The campus gears up each fall with a Freshman Convocation and the more recently instituted Welcome Assembly for graduate and professional students. Below is the Provost's address to the Class of 1999. On the next page are excerpts from the remarks he and the president made to welcome graduate/professional students September 6.

Wading into Civil Discourse

by Stanley Chodorow

We start your academic year with a convocatio, literally a calling together, and an event with a Latin name deserves a bit a seriousness. The convocation of last year was my first, and I talked to the freshmen then about what the faculty would expect of them. I can sum up that message with the statement, "The standards will rise like a rocket, for very soon you will be judged by the standards that all adults must face--the best that can be done in any field." Now, that was a serious message.

Tonight, I want to talk about a different aspect of the life of the university. I want to say something about Civil Discourse.

If you have been paying attention to the news and to the world around you, then you've experienced a world resounding with nasty arguments. The political arena is in transition from a long period of Democratic domination, and the change has produced a fractious and fractured environment. Partisanship has risen to the service of every debate. Bi-partisanship is a tired joke; when you hear the word, you know that one side is bashing the other side for partisanship. The electorate appears to be disgusted with the character and improbability of the discussion of national issues, as party loyalty and competition rather than substance determines the course of every debate.

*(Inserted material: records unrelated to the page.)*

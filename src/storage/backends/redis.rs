use std::sync::Arc;

use async_trait::async_trait;
use redis::{AsyncCommands, RedisResult, aio::MultiplexedConnection};
use tokio::sync::RwLock;
use tracing::{debug, error, trace};

use super::KvBackend;
use crate::errors::{LinkError, Result};

/// Redis 后端
///
/// 所有请求共享一条多路复用连接；连接出错后丢弃，下次调用时重建。
pub struct RedisBackend {
    client: redis::Client,
    connection: Arc<RwLock<Option<MultiplexedConnection>>>,
}

impl RedisBackend {
    pub async fn connect(url: &str) -> Result<Self> {
        let client = redis::Client::open(url).map_err(|e| {
            LinkError::config(format!("Invalid Redis address '{}': {}", url, e))
        })?;

        let backend = Self {
            client,
            connection: Arc::new(RwLock::new(None)),
        };

        backend.get_connection().await.map_err(|e| {
            error!(
                "Failed to connect to Redis: {}. Check Redis server status and address: {}",
                e, url
            );
            LinkError::backend(format!("Redis connection failed: {e}"))
        })?;

        debug!("RedisBackend connected to {}", url);
        Ok(backend)
    }

    /// 获取或建立持久连接
    async fn get_connection(&self) -> RedisResult<MultiplexedConnection> {
        {
            let conn_guard = self.connection.read().await;
            if let Some(ref conn) = *conn_guard {
                return Ok(conn.clone());
            }
        }

        let mut conn_guard = self.connection.write().await;

        // 双重检查，避免竞态条件
        if let Some(ref conn) = *conn_guard {
            return Ok(conn.clone());
        }

        let new_conn = self.client.get_multiplexed_async_connection().await?;
        *conn_guard = Some(new_conn.clone());
        debug!("Redis connection established and cached");

        Ok(new_conn)
    }

    /// 重置连接（在连接错误时调用）
    async fn reset_connection(&self) {
        let mut conn_guard = self.connection.write().await;
        *conn_guard = None;
        debug!("Redis connection reset due to error");
    }

    async fn connection(&self) -> Result<MultiplexedConnection> {
        match self.get_connection().await {
            Ok(conn) => Ok(conn),
            Err(e) => {
                error!("Failed to get Redis connection: {}", e);
                self.reset_connection().await;
                Err(e.into())
            }
        }
    }

    async fn checked<T>(&self, op: &str, key: &str, result: RedisResult<T>) -> Result<T> {
        match result {
            Ok(value) => {
                trace!("Redis {} succeeded for key: {}", op, key);
                Ok(value)
            }
            Err(e) => {
                error!("Redis {} failed for key '{}': {}", op, key, e);
                // 连接可能已断开，重置连接
                self.reset_connection().await;
                Err(e.into())
            }
        }
    }
}

#[async_trait]
impl KvBackend for RedisBackend {
    async fn get(&self, key: &str) -> Result<Option<String>> {
        let mut conn = self.connection().await?;
        let result: RedisResult<Option<String>> = conn.get(key).await;
        self.checked("GET", key, result).await
    }

    async fn set(&self, key: &str, value: &str) -> Result<()> {
        let mut conn = self.connection().await?;
        let result = conn.set::<&str, &str, ()>(key, value).await;
        self.checked("SET", key, result).await
    }

    async fn incr(&self, key: &str) -> Result<i64> {
        let mut conn = self.connection().await?;
        let result = conn.incr::<&str, i64, i64>(key, 1).await;
        self.checked("INCR", key, result).await
    }

    async fn keys(&self, pattern: &str) -> Result<Vec<String>> {
        let mut conn = self.connection().await?;
        let result = conn.keys::<&str, Vec<String>>(pattern).await;
        self.checked("KEYS", pattern, result).await
    }

    async fn ping(&self) -> Result<()> {
        let mut conn = self.connection().await?;
        let result = redis::cmd("PING").query_async::<String>(&mut conn).await;
        let response = self.checked("PING", "-", result).await?;
        debug!("Redis connection test successful: {}", response);
        Ok(())
    }

    fn backend_name(&self) -> &'static str {
        "redis"
    }
}
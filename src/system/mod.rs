//! System-level modules
//!
//! Logging bootstrap lives here; process lifecycle is in `runtime`.

pub mod logging;

pub use logging::init_logging;
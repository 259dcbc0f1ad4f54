//! HTTP surface: route handlers and the middleware wrapped around them.

pub mod middleware;
pub mod services;
use std::fmt;

use actix_web::http::StatusCode;

#[derive(Debug, Clone)]
pub enum LinkError {
    NotFound(String),
    Unauthorized(String),
    Validation(String),
    Backend(String),
    Serialization(String),
    Config(String),
    Io(String),
}

impl LinkError {
    /// 获取错误代码
    pub fn code(&self) -> &'static str {
        match self {
            LinkError::NotFound(_) => "E001",
            LinkError::Unauthorized(_) => "E002",
            LinkError::Validation(_) => "E003",
            LinkError::Backend(_) => "E004",
            LinkError::Serialization(_) => "E005",
            LinkError::Config(_) => "E006",
            LinkError::Io(_) => "E007",
        }
    }

    /// 获取错误类型名称
    pub fn error_type(&self) -> &'static str {
        match self {
            LinkError::NotFound(_) => "Link Not Found",
            LinkError::Unauthorized(_) => "Unauthorized",
            LinkError::Validation(_) => "Validation Error",
            LinkError::Backend(_) => "Backend Error",
            LinkError::Serialization(_) => "Serialization Error",
            LinkError::Config(_) => "Configuration Error",
            LinkError::Io(_) => "IO Error",
        }
    }

    /// 获取错误详情
    pub fn message(&self) -> &str {
        match self {
            LinkError::NotFound(msg) => msg,
            LinkError::Unauthorized(msg) => msg,
            LinkError::Validation(msg) => msg,
            LinkError::Backend(msg) => msg,
            LinkError::Serialization(msg) => msg,
            LinkError::Config(msg) => msg,
            LinkError::Io(msg) => msg,
        }
    }

    /// HTTP 状态码映射
    ///
    /// Unknown ids answer 400 rather than 404, and malformed create bodies
    /// surface as 500 through `Serialization`.
    pub fn http_status(&self) -> StatusCode {
        match self {
            LinkError::NotFound(_) | LinkError::Validation(_) => StatusCode::BAD_REQUEST,
            LinkError::Unauthorized(_) => StatusCode::UNAUTHORIZED,
            LinkError::Backend(_)
            | LinkError::Serialization(_)
            | LinkError::Config(_)
            | LinkError::Io(_) => StatusCode::INTERNAL_SERVER_ERROR,
        }
    }

    /// 格式化为简洁输出
    pub fn format_simple(&self) -> String {
        format!("{}: {}", self.error_type(), self.message())
    }
}

impl fmt::Display for LinkError {
    fn fmt(&self, f: &mut fmt::Formatter<'_>) -> fmt::Result {
        write!(f, "{}", self.format_simple())
    }
}

impl std::error::Error for LinkError {}

// 便捷的构造函数
impl LinkError {
    pub fn not_found<T: Into<String>>(msg: T) -> Self {
        LinkError::NotFound(msg.into())
    }

    pub fn unauthorized<T: Into<String>>(msg: T) -> Self {
        LinkError::Unauthorized(msg.into())
    }

    pub fn validation<T: Into<String>>(msg: T) -> Self {
        LinkError::Validation(msg.into())
    }

    pub fn backend<T: Into<String>>(msg: T) -> Self {
        LinkError::Backend(msg.into())
    }

    pub fn serialization<T: Into<String>>(msg: T) -> Self {
        LinkError::Serialization(msg.into())
    }

    pub fn config<T: Into<String>>(msg: T) -> Self {
        LinkError::Config(msg.into())
    }

    pub fn io<T: Into<String>>(msg: T) -> Self {
        LinkError::Io(msg.into())
    }
}

impl From<redis::RedisError> for LinkError {
    fn from(err: redis::RedisError) -> Self {
        LinkError::Backend(err.to_string())
    }
}

impl From<serde_json::Error> for LinkError {
    fn from(err: serde_json::Error) -> Self {
        LinkError::Serialization(err.to_string())
    }
}

impl From<std::io::Error> for LinkError {
    fn from(err: std::io::Error) -> Self {
        LinkError::Io(err.to_string())
    }
}

impl From<config::ConfigError> for LinkError {
    fn from(err: config::ConfigError) -> Self {
        LinkError::Config(err.to_string())
    }
}

pub type Result<T> = std::result::Result<T, LinkError>;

What happens in and around Congress and the state legislatures reflects an ugly mood of argumentativeness in the society as a whole. Everyone is talking about talk shows--not the Oprahs and Geraldos who are engaged in a battle of the side shows (bearded ladies and two-headed cows are not far off in that arena)--but the dozens of political talkfests aired on TV and radio across the country. You've probably heard of Philadelphia sports fans. If you haven't, try listening to sports talk radio sometime for a dose of the most amazingly harsh, care-nothing-for-the-truth-or-good-effort criticism of every team, coach, and player connected with Philly. Well, the majority of political talk shows, on radio and TV both, reside at the same level of uninformed, nasty razzing.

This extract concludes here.